Thursday, 27 November 2014

More Credit Risk Analysis on Bondora Default Rates


I'm Brett, and in this article I'll present some more findings from an analysis on the Bondora Loan dataset.

Click here to see the previous analysis I did on this dataset. The previous analysis looked at how to potentially reduce default rates by using the Portfolio Manager.

In this article I'll look at some of the factors you can use to choose loans through the Marketplace and Secondary Market. Note that I'm only presenting data from Estonian borrowers, and also that past performance is no indicator of future performance.

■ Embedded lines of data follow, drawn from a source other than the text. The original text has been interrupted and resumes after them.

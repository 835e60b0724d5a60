//! Roster CSV parsing.

use csv::ReaderBuilder;
use serde::{Deserialize, Serialize};
use tracing::info;

use crate::error::DispatchError;

/// One recipient row from a campaign roster.
///
/// `email` is required. Name columns default to empty when absent.
/// Duplicate emails are passed through untouched; deduplication is not
/// this pipeline's job.
#[derive(Debug, Clone, PartialEq, Serialize, Deserialize)]
pub struct Recipient {
    pub email: String,
    #[serde(default)]
    pub first_name: String,
    #[serde(default)]
    pub last_name: String,
}

/// Parse a roster blob into recipient rows, preserving order.
pub fn parse_roster(key: &str, bytes: &[u8]) -> Result<Vec<Recipient>, DispatchError> {
    let mut reader = ReaderBuilder::new().has_headers(true).from_reader(bytes);

    let mut rows = Vec::new();
    for result in reader.deserialize::<Recipient>() {
        let recipient = result.map_err(|e| DispatchError::MalformedRoster {
            key: key.to_string(),
            reason: e.to_string(),
        })?;
        rows.push(recipient);
    }

    info!(key = key, rows = rows.len(), "roster_parsed");

    Ok(rows)
}
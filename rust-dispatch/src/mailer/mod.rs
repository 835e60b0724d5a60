//! Bulk dispatch of assembled substitution data.
//!
//! This module provides:
//! - Wire types for the managed bulk-send API
//! - The `BulkMailer` capability and its HTTP implementation
//! - The dispatcher that submits one batch in one request

pub mod client;
pub mod types;

pub use client::{BulkMailer, HttpBulkMailer};
pub use types::{
    BulkDestination, BulkSendRequest, BulkSendResponse, DestinationAddress, SendStatus,
};

use tracing::info;

use crate::assemble::AssembledRecipient;
use crate::config::Config;
use crate::error::DispatchError;

/// Submit one bulk send for an assembled batch.
///
/// An empty batch returns `None` without touching the email API.
/// Otherwise the whole batch goes out in a single request; there is no
/// partial submission.
pub async fn dispatch(
    mailer: &dyn BulkMailer,
    config: &Config,
    assembled: &[AssembledRecipient],
) -> Result<Option<BulkSendResponse>, DispatchError> {
    if assembled.is_empty() {
        info!("bulk_send_skipped_empty_batch");
        return Ok(None);
    }

    let default_template_data = serde_json::json!({
        "first_name": config.default_first_name,
        "last_name": config.default_last_name,
    })
    .to_string();

    let destinations: Vec<BulkDestination> = assembled
        .iter()
        .map(|entry| BulkDestination {
            destination: DestinationAddress {
                to_addresses: vec![entry.email.clone()],
            },
            replacement_template_data: entry.substitution.to_template_data(),
        })
        .collect();

    let request = BulkSendRequest {
        source: config.sender(),
        template: config.template_name.clone(),
        configuration_set_name: config.tracking_config_id.clone(),
        default_template_data,
        destinations,
    };

    let response = mailer.send_bulk(&request).await?;

    Ok(Some(response))
}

So with that in mind, what factors are useful in screening out higher risk borrowers, and which factors bear little relationship with loan default rates?

Read on to find out...


There is quite a significant difference between the loan default rates of male and female borrowers:

Percentage default rates (Y) plotted against borrower's gender (X)
I found that default rates for men were 10.36%, against 8.92% for women. So men appear to be 16% more likely to default on their loans.

Only loaning money to women does significantly cut down on the number of available loans though. Men comprise 53% of the market, and women 47%.


As far as age goes, the first observation is the data quality isn't great for anyone younger than 21 or older than 65. So I'd definitely avoid anyone outside of the core 21 - 60 age group.

But in this core age group, it's fairly obvious that there's a good relationship between age and default rates on loans:

Percentage default rates (Y) plotted against age of borrower (X)
So younger people are a higher credit risk. There's a much lower credit risk once borrowers hit 30.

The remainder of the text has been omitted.